(Study material)

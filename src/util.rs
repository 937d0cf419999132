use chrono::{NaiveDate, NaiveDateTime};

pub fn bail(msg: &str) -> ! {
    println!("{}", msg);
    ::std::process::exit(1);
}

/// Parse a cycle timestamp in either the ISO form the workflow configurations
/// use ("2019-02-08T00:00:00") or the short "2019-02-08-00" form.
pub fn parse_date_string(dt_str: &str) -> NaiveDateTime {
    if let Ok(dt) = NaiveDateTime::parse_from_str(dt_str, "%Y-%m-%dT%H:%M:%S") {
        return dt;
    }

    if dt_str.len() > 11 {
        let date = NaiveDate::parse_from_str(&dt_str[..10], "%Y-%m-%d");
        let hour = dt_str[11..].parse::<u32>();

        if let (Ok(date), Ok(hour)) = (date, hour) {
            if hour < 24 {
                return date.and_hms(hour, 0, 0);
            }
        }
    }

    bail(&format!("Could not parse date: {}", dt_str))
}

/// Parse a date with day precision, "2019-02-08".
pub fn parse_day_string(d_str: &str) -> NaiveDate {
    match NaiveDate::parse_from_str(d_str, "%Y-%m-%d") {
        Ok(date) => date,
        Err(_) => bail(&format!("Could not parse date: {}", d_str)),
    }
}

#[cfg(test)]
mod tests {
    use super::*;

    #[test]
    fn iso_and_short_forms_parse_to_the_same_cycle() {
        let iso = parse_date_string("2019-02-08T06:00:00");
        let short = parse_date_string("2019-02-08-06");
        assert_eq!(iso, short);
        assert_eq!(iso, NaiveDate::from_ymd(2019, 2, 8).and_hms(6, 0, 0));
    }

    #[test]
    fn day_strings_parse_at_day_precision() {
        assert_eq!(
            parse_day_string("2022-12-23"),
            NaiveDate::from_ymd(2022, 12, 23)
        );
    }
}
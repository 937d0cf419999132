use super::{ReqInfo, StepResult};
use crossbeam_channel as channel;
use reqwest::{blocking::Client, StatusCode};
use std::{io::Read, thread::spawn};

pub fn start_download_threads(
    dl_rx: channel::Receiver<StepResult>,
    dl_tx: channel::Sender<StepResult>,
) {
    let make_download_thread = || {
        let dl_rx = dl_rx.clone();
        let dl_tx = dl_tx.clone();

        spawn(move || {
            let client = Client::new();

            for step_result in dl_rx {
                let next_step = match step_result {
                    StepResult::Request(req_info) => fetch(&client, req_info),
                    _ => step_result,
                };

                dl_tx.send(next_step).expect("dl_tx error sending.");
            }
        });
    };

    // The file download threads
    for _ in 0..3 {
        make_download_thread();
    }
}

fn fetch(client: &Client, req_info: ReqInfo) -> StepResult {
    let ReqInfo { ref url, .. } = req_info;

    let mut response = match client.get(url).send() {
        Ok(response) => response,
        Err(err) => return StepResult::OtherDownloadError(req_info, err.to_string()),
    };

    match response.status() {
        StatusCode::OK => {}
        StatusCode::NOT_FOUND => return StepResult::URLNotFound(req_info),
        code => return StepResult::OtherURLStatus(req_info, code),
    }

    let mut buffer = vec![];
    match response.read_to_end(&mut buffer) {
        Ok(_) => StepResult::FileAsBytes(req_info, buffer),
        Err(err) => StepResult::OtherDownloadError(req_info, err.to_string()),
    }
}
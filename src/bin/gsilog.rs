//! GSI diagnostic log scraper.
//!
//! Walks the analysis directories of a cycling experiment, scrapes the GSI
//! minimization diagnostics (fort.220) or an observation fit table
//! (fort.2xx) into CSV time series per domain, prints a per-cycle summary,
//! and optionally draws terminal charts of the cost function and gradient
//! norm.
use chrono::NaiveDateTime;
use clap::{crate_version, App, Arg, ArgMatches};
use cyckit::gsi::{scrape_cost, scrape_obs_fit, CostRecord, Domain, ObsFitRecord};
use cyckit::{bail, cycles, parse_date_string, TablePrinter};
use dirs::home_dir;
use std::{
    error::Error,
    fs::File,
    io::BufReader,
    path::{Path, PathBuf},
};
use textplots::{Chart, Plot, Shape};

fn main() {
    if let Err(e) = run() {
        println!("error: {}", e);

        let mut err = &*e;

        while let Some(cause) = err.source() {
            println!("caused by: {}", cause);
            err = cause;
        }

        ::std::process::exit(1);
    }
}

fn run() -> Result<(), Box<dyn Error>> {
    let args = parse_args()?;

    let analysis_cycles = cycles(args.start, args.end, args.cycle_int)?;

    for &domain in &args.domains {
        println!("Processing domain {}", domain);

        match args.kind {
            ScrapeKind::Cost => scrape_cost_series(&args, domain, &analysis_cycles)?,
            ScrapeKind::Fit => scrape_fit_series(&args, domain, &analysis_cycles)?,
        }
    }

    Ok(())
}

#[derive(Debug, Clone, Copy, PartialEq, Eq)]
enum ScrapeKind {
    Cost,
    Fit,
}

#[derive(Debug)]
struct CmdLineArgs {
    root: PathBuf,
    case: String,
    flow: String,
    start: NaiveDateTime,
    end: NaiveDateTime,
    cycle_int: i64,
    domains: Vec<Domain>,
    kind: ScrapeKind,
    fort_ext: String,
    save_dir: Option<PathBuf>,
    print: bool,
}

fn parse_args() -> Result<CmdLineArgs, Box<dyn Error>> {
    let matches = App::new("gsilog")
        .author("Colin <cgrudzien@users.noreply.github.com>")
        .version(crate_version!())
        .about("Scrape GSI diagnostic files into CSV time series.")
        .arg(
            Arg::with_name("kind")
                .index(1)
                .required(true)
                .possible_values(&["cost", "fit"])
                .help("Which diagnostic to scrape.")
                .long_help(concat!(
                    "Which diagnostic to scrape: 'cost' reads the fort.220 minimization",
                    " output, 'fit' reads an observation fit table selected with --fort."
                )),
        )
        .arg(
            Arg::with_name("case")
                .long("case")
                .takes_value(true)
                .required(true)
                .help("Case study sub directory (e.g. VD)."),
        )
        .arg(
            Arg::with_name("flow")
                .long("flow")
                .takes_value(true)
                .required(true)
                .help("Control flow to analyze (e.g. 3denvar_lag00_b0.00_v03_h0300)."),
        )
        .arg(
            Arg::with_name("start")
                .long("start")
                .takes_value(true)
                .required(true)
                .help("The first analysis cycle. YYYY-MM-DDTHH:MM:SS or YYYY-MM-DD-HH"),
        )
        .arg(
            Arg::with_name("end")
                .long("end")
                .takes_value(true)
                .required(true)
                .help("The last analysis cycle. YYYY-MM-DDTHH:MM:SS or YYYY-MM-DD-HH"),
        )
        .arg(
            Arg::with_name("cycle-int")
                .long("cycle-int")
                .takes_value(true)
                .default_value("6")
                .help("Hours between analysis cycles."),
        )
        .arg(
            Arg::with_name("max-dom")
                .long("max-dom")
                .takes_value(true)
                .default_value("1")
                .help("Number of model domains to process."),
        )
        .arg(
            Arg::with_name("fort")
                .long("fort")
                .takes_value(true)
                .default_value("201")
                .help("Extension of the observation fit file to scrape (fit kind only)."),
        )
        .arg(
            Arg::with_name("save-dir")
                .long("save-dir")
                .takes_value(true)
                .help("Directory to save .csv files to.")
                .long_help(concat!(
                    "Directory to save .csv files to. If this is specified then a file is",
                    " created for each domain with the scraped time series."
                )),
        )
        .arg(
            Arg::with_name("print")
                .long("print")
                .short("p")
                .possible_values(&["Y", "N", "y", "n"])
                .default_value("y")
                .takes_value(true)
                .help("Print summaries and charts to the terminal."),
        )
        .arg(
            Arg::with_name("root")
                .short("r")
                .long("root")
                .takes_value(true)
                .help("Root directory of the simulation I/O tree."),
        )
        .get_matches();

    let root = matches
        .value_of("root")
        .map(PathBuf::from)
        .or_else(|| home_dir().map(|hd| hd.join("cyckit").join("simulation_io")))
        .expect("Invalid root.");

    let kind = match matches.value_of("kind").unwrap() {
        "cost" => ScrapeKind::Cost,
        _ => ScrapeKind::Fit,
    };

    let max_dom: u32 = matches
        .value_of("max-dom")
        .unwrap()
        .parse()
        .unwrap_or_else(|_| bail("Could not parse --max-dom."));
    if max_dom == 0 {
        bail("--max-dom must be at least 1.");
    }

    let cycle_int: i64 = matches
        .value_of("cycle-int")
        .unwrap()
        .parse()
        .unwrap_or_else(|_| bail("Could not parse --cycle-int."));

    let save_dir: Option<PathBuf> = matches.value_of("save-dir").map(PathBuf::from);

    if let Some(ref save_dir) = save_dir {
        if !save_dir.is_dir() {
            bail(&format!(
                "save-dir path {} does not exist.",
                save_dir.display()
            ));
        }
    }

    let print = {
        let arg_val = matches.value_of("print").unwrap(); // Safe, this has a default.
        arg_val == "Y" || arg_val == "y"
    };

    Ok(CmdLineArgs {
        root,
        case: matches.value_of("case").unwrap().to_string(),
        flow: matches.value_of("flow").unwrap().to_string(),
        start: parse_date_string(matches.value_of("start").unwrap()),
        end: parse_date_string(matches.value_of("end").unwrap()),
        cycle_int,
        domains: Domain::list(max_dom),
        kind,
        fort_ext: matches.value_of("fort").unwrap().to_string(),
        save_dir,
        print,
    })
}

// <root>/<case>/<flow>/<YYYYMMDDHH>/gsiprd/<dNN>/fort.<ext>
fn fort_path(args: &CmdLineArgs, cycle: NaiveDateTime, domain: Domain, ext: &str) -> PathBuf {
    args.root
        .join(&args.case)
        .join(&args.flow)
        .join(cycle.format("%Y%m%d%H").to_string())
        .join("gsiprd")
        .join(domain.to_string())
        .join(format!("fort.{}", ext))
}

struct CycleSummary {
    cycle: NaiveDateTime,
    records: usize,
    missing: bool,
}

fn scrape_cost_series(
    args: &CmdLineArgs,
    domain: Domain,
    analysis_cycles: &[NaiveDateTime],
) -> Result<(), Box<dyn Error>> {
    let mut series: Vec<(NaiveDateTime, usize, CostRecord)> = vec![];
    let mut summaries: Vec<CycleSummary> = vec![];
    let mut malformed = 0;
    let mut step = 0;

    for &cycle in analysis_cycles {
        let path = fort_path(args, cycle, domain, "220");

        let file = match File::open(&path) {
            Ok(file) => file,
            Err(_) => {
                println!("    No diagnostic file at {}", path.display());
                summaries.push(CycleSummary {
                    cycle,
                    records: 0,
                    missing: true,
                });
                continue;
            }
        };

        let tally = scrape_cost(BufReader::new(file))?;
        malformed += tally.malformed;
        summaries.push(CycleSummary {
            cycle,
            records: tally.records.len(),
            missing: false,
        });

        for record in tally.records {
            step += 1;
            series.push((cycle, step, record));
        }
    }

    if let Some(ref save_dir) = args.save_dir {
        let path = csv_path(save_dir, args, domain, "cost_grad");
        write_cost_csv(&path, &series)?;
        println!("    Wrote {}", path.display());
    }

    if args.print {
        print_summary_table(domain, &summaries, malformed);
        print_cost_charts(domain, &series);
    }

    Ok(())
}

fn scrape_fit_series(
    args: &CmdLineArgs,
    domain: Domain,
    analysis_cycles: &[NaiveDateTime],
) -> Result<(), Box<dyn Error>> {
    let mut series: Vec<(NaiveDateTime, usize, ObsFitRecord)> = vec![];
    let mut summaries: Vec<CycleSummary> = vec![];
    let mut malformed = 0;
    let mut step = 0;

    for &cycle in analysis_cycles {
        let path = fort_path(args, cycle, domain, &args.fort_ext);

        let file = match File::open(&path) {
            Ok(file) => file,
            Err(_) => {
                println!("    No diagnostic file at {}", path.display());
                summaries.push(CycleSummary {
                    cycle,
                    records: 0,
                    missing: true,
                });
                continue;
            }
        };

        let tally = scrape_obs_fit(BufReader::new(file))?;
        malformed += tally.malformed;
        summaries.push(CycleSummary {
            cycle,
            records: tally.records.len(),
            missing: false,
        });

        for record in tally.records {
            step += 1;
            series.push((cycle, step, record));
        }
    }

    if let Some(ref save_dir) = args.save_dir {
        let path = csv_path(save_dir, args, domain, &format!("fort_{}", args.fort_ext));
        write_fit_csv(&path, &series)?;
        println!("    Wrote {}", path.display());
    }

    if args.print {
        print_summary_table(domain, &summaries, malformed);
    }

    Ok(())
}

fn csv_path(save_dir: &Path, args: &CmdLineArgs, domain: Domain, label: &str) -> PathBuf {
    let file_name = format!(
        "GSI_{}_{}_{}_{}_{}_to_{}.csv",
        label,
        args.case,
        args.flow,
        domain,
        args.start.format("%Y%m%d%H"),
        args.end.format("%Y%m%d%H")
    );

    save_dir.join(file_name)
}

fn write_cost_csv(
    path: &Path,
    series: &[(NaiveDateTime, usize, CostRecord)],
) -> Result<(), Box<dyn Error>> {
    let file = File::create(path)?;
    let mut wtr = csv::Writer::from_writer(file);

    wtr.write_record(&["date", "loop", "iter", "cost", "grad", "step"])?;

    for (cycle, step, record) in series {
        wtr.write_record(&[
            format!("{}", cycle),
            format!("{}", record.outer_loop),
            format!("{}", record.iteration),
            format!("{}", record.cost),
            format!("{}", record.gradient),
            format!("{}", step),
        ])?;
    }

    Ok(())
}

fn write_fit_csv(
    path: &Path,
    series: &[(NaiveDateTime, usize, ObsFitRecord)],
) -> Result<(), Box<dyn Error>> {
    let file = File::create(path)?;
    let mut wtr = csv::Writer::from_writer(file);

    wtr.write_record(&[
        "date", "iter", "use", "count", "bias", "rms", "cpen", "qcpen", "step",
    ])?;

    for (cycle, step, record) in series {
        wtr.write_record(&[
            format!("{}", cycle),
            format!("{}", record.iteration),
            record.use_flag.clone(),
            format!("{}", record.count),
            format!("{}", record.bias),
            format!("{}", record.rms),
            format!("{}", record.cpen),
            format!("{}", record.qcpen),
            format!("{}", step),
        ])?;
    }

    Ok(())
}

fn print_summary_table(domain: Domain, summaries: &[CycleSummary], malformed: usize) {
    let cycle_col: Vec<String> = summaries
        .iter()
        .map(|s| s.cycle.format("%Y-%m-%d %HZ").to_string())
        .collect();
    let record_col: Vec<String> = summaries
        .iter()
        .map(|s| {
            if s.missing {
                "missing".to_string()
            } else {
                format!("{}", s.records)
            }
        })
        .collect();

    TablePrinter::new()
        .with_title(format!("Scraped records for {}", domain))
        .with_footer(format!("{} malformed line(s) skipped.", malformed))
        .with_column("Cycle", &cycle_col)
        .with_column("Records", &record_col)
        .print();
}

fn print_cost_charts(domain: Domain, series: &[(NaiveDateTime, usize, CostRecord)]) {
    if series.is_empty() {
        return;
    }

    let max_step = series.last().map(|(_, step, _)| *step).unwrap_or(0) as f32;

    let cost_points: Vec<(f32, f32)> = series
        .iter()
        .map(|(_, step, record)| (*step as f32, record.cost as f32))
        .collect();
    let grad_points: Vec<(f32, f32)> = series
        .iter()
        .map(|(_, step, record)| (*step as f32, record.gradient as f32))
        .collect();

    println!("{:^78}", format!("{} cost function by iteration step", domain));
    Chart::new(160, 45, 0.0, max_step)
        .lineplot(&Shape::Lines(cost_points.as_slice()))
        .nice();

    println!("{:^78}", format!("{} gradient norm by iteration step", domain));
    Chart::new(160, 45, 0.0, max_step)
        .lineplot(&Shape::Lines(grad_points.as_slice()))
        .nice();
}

(End Study material)

Exercise prompt: For each line above that contains the word "Which", copy that line.

Reply:
                .help("Which diagnostic to scrape.")
                    "Which diagnostic to scrape: 'cost' reads the fort.220 minimization",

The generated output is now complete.